The traditional path from manufacturer to farmer is changing, thanks in part to tech and logistics.

December 22, 2022

3 Min Read
The bucket on this loader comes from Ignite Attachments
NEW BRAND: The bucket on this loader comes from Ignite Attachments, which was formed in November and sells only online. The web-based approach offers a new way for fledgling companies to reach buyers. Courtesy Ignite Attachments

There’s a trend unfolding in the ag industry, as innovative companies seek new ways to reach the customer. We’re seeing that in crop protection with companies like Meristem or FBN, who eschew old-line approaches in favor of reaching customers in new ways. And farmers are going to see more of this kind of marketing for equipment, too.

But what makes that possible?

The short answer: The internet. Yep, that online time-wasting tool is also a valuable platform for innovators to serve the customer. And while startups are taking advantage of the tech, we’ve seen examples of legacy companies leveraging their technology for better service.

I want to explore the case of a new company that popped into my inbox recently.
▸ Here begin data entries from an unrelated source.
use super::cursor::Cursor;

/// Italic span type with owned delimiter constants.
pub struct Italic;

impl Italic {
    /// The paired delimiter marking an italic span in the manuscript.
    pub const DELIM: char = '€';
    /// A span may not contain this character; it would swallow emitted markup.
    pub const FORBIDDEN: char = '<';
    pub const OPEN: &'static str = "<i>";
    pub const CLOSE: &'static str = "</i>";
}

/// Rewrites every closed `€text€` span into `<i>text</i>`.
///
/// Spans are found left to right and never overlap. The inner text must be
/// non-empty and contain neither delimiter nor `<`; a delimiter that cannot
/// close such a span is kept as a literal character.
pub fn expand_italics(s: &str) -> String {
    let mut cur = Cursor::new(s);
    let mut out = String::with_capacity(s.len());

    while !cur.eof() {
        if let Some(inner) = try_parse_italic(&mut cur) {
            out.push_str(Italic::OPEN);
            out.push_str(inner);
            out.push_str(Italic::CLOSE);
            continue;
        }
        if let Some(c) = cur.bump() {
            out.push(c);
        }
    }

    out
}

/// Attempts to parse an italic span starting at the current position.
///
/// Returns the inner text on success. On failure the cursor is restored.
fn try_parse_italic<'a>(cur: &mut Cursor<'a>) -> Option<&'a str> {
    if cur.peek() != Some(Italic::DELIM) {
        return None;
    }

    let saved = cur.clone();
    cur.bump(); // €
    let inner_start = cur.i;

    while let Some(c) = cur.peek() {
        if c == Italic::DELIM || c == Italic::FORBIDDEN {
            break;
        }
        cur.bump();
    }
    let inner = cur.since(inner_start);

    if cur.peek() != Some(Italic::DELIM) || inner.is_empty() {
        *cur = saved;
        return None;
    }
    cur.bump(); // closing €

    Some(inner)
}
use std::fs;
use std::path::PathBuf;
use tempfile::TempDir;

/// Create a temporary directory for manuscripts and output
pub fn create_test_dir() -> TempDir {
    tempfile::tempdir().unwrap()
}

/// Create a test file with content
pub fn create_test_file(dir: &TempDir, filename: &str, content: &str) -> PathBuf {
    let file_path = dir.path().join(filename);
    fs::write(&file_path, content).unwrap();
    file_path
}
Ignite Attachments in November began offering customers “budget friendly” attachments for loaders, compact tractors, excavators and other machines.

At igniteattachments.com, a customer simply uses Fit Finder to track down an attachment for a machine, places the order, and a few days later, receives the delivery via LTL carrier, a standard approach for heavier equipment.
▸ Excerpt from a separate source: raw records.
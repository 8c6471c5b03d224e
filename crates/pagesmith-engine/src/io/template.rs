use std::sync::LazyLock;

use regex::Regex;

use super::IoError;

/// The template shipped with the engine, used when none is configured.
pub const DEFAULT_TEMPLATE: &str = include_str!("../../resources/template.xhtml");

/// `$name`, `${name}`, `$$`, or a `$` that starts none of these.
static PLACEHOLDER: LazyLock<Regex> = LazyLock::new(|| {
    Regex::new(
        r"\$(?:(?P<escaped>\$)|(?P<named>[_A-Za-z][_A-Za-z0-9]*)|\{(?P<braced>[_A-Za-z][_A-Za-z0-9]*)\}|(?P<invalid>))",
    )
    .expect("placeholder regex is valid")
});

#[derive(Debug, Clone, PartialEq, Eq)]
enum Segment {
    Literal(String),
    PageNumber,
    Content,
}

/// A per-page document template with `page_number` and `content` slots.
///
/// Placeholders are written `$name` or `${name}`; `$$` is a literal `$`.
/// Any other `$` use is rejected when the template is parsed.
#[derive(Debug, Clone, PartialEq, Eq)]
pub struct DocumentTemplate {
    segments: Vec<Segment>,
}

impl DocumentTemplate {
    pub fn parse(source: &str) -> Result<Self, IoError> {
        let mut segments = Vec::new();
        let mut literal = String::new();
        let mut last = 0;

        for caps in PLACEHOLDER.captures_iter(source) {
            let Some(whole) = caps.get(0) else { continue };
            literal.push_str(&source[last..whole.start()]);
            last = whole.end();

            if caps.name("escaped").is_some() {
                literal.push('$');
                continue;
            }
            let name = caps
                .name("named")
                .or_else(|| caps.name("braced"))
                .map(|m| m.as_str());
            let segment = match name {
                Some("page_number") => Segment::PageNumber,
                Some("content") => Segment::Content,
                Some(other) => {
                    return Err(IoError::Template(format!("unknown placeholder ${other}")));
                }
                None => {
                    return Err(IoError::Template(format!(
                        "invalid placeholder at byte {}",
                        whole.start()
                    )));
                }
            };
            if !literal.is_empty() {
                segments.push(Segment::Literal(std::mem::take(&mut literal)));
            }
            segments.push(segment);
        }

        literal.push_str(&source[last..]);
        if !literal.is_empty() {
            segments.push(Segment::Literal(literal));
        }
        Ok(Self { segments })
    }

    /// Substitutes one page into the template.
    pub fn fill(&self, page_number: u16, content: &str) -> String {
        let number = page_number.to_string();
        self.segments
            .iter()
            .map(|segment| match segment {
                Segment::Literal(text) => text.as_str(),
                Segment::PageNumber => number.as_str(),
                Segment::Content => content,
            })
            .collect()
    }
}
This buy-direct approach may grow in interest. A recent McKinsey & Co. global farmer survey across nine countries showed 50% of farmers already do some digital buying. While it may be more popular in South America, it’s a growing trend with parts and equipment maintenance services, precision ag hardware, and farm management software. With new companies eyeing the virtual storefront, that number is likely to rise.
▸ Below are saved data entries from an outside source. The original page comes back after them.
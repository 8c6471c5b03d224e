use crate::FormatError;

use super::Paragraph;

/// Prefix of every page descriptor line, e.g. `Str42`.
pub const PAGE_SENTINEL: &str = "Str";
/// Maximum digits in a page number.
pub const MAX_PAGE_DIGITS: usize = 4;

/// A numbered page and its paragraphs, in manuscript order.
#[derive(Debug, Clone, PartialEq, Eq)]
pub struct Page {
    number: u16,
    paragraphs: Vec<Paragraph>,
}

impl Page {
    /// Builds a page from its raw block: a descriptor line followed by one
    /// line per paragraph. A block with only a descriptor is an empty page.
    pub fn new(raw_text: &str) -> Result<Self, FormatError> {
        let mut lines = raw_text.split('\n');
        let descriptor = lines.next().unwrap_or_default();
        let number = parse_page_number(descriptor)?;
        let paragraphs = lines.map(Paragraph::new).collect::<Result<Vec<_>, _>>()?;

        log::debug!("page {number}: {} paragraphs", paragraphs.len());
        Ok(Self { number, paragraphs })
    }

    pub fn number(&self) -> u16 {
        self.number
    }

    pub fn paragraphs(&self) -> &[Paragraph] {
        &self.paragraphs
    }

    /// Rendered paragraphs joined by newlines
    pub fn dump(&self) -> String {
        self.paragraphs
            .iter()
            .map(Paragraph::render)
            .collect::<Vec<_>>()
            .join("\n")
    }
}

/// Validates a descriptor line and extracts its number.
///
/// The sentinel is checked before the digits so the error names the first
/// check that failed.
pub fn parse_page_number(descriptor: &str) -> Result<u16, FormatError> {
    let Some(digits) = descriptor.strip_prefix(PAGE_SENTINEL) else {
        return Err(FormatError::NotPageDescription(descriptor.to_string()));
    };
    if !is_page_digits(digits) {
        return Err(FormatError::NotPageNumber(digits.to_string()));
    }
    digits
        .parse()
        .map_err(|_| FormatError::NotPageNumber(digits.to_string()))
}

/// Whether `s` is 1 to [`MAX_PAGE_DIGITS`] ASCII digits.
pub(crate) fn is_page_digits(s: &str) -> bool {
    (1..=MAX_PAGE_DIGITS).contains(&s.len()) && s.bytes().all(|b| b.is_ascii_digit())
}

#[cfg(test)]
mod tests {
    use super::*;
    use crate::parsing::ParagraphKind;
    use pretty_assertions::assert_eq;
    use rstest::rstest;

    #[test]
    fn builds_numbered_page_with_paragraphs() {
        let page = Page::new("Str42\nHello world.\n$>Indented line.").unwrap();

        assert_eq!(page.number(), 42);
        let kinds: Vec<_> = page.paragraphs().iter().map(Paragraph::kind).collect();
        assert_eq!(kinds, vec![ParagraphKind::Continuation, ParagraphKind::Indent]);
        assert_eq!(
            page.dump(),
            "<p>Hello world.</p>\n<p class=\"a2\">Indented line.</p>"
        );
    }

    #[test]
    fn descriptor_only_is_an_empty_page() {
        let page = Page::new("Str7").unwrap();
        assert_eq!(page.number(), 7);
        assert!(page.paragraphs().is_empty());
        assert_eq!(page.dump(), "");
    }

    #[rstest]
    #[case("Str0", 0)]
    #[case("Str007", 7)]
    #[case("Str500", 500)]
    #[case("Str9999", 9999)]
    fn accepts_one_to_four_digits(#[case] descriptor: &str, #[case] expected: u16) {
        assert_eq!(parse_page_number(descriptor).unwrap(), expected);
    }

    #[test]
    fn non_numeric_suffix_is_not_a_page_number() {
        let err = Page::new("StrXYZ\nText").unwrap_err();
        assert_eq!(err, FormatError::NotPageNumber("XYZ".to_string()));
        assert_eq!(err.to_string(), "XYZ is not a page number");
    }

    #[rstest]
    #[case("Str")]
    #[case("Str12345")]
    #[case("Str-1")]
    #[case("Str 12")]
    #[case("Str١٢")]
    fn rejects_bad_page_numbers(#[case] descriptor: &str) {
        assert!(matches!(
            parse_page_number(descriptor),
            Err(FormatError::NotPageNumber(_))
        ));
    }

    #[test]
    fn missing_sentinel_is_not_a_page_description() {
        let err = Page::new("Hello\nText").unwrap_err();
        assert_eq!(err, FormatError::NotPageDescription("Hello".to_string()));
        assert_eq!(err.to_string(), "Hello is not a page description");
    }

    #[test]
    fn bad_paragraph_fails_the_page() {
        let err = Page::new("Str3\nfine\n$?>broken").unwrap_err();
        assert_eq!(err, FormatError::UnrecognizedMarker("$?>broken".to_string()));
    }
}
The founders of Ignite Attachments include folks with a background in the business. Trisha Pearson, business director, was involved in marketing intelligence for one equipment maker. Today, she’s using market intelligence to maximize sales for the new company.

“The team is made up of folks that have some industry experience,” she points out. “These are folks who know the industry, know manufacturing and know these products.”

The Moorhead, Minn., based firm already has a catalog of more than 56 products ready for sale with more on the way. Combined with its web-based Fit Finder, the approach makes finding and ordering attachments easier.

Looking back

Sometimes it’s fun to try to figure out if this approach would have worked 30 years ago. Short answer: No. Without Fit Finder, the ability to load in your equipment brand and model, and find the right attachment would have involved quality time (or not-so-quality time) on the phone working through a parts book with a representative on the other end of the line.

Then there’s the logistics of getting that order from warehouse to the farm. Frankly, speedy delivery has come a long way since the 1980s, helping ensure what you order arrives on time at the right place. While it isn’t perfect today, it’s a lot more efficient.

Powering a buying tool

Pearson is quick to point out that Fit Finder developed by Ignite is built on publicly available specs for the machines that their attachments work with. “We took the specs that were publicly available, and we’re constantly growing the list of make-and-model combinations that we have,” she says.

Pearson says that during her “voice of the customer” research in this industry, she found that often if customers want to buy online, they go to the website, determine the product they’re interested in and call the company to learn more. “And hopefully, they get in touch with someone right away. Sometimes they do and sometimes they don’t,” she says. “We took a great painstaking amount of detail to capture all of those publicly available specs to enhance the customer experience to those users.”

Ignite is basically building on the premise that farmers are ready to buy online. It’s a trend worth watching.